**SOURCE INFORMATION**
-----

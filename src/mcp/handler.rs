use crate::browser::{BrowserSession, ConnectionOptions, LaunchOptions};
use crate::config::AutofillConfig;
use crate::error::Result as AutofillResult;
use crate::quiz::page::QuizPage;
use crate::quiz::session::QuizSession;
use crate::store::FileStore;
use crate::tools::ToolRegistry;
use log::info;
use rmcp::{
    ServerHandler, tool_handler,
    handler::server::router::tool::ToolRouter,
    model::{ServerCapabilities, ServerInfo},
};
use std::sync::{Arc, Mutex};

const INSTRUCTIONS: &str = "Quiz answer memory. Open a quiz review page and call extract_answers to \
store its answers, then open the attempt page and call apply_answers to fill the active question. \
question_status shows which question is active and whether a stored answer exists.";

/// MCP server over one page, one quiz session and a file-backed preset store
pub struct QuizServer {
    pub(super) page: Arc<dyn QuizPage>,
    pub(super) session: Mutex<QuizSession>,
    pub(super) store: Arc<FileStore>,
    pub(super) config: AutofillConfig,
    pub(super) registry: ToolRegistry,
    tool_router: ToolRouter<Self>,
}

impl QuizServer {
    pub fn new(page: Arc<dyn QuizPage>, config: AutofillConfig) -> Self {
        let store = Arc::new(FileStore::new(config.data_dir.clone()));
        Self {
            page,
            session: Mutex::new(QuizSession::new()),
            store,
            config,
            registry: ToolRegistry::with_defaults(),
            tool_router: Self::tool_router(),
        }
    }

    /// Launch a browser and serve it
    pub fn with_options(options: LaunchOptions, config: AutofillConfig) -> AutofillResult<Self> {
        let session = BrowserSession::launch(options)?;
        info!("Presets stored in {}", config.data_dir.display());
        Ok(Self::new(Arc::new(session), config))
    }

    /// Attach to a running browser and serve it
    pub fn with_connection(options: ConnectionOptions, config: AutofillConfig) -> AutofillResult<Self> {
        let session = BrowserSession::connect(options)?;
        Ok(Self::new(Arc::new(session), config))
    }

    pub fn registry(&self) -> &ToolRegistry {
        &self.registry
    }

    pub fn config(&self) -> &AutofillConfig {
        &self.config
    }
}

#[tool_handler]
impl ServerHandler for QuizServer {
    fn get_info(&self) -> ServerInfo {
        ServerInfo {
            instructions: Some(INSTRUCTIONS.to_string()),
            capabilities: ServerCapabilities::builder().enable_tools().build(),
            ..Default::default()
        }
    }
}

#[cfg(test)]
mod tests {
    use super::*;
    use crate::quiz::page::StaticPage;

    #[test]
    fn test_router_lists_every_registry_tool() {
        let dir = tempfile::tempdir().unwrap();
        let page = StaticPage::new("https://lms.example.edu/mod/quiz/attempt.php?attempt=1", "<div></div>");
        let server = QuizServer::new(Arc::new(page), AutofillConfig::new().data_dir(dir.path()));

        let mut routed: Vec<String> = server.tool_router.list_all().into_iter().map(|t| t.name.to_string()).collect();
        let mut registered: Vec<String> = server.registry().names().map(str::to_string).collect();
        routed.sort();
        registered.sort();
        assert_eq!(routed, registered);
    }
}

-----

**ACTIVITY**
In the listing above, show every line with the word "collect".

**RESPONSE**
        let mut routed: Vec<String> = server.tool_router.list_all().into_iter().map(|t| t.name.to_string()).collect();
        let mut registered: Vec<String> = server.registry().names().map(str::to_string).collect();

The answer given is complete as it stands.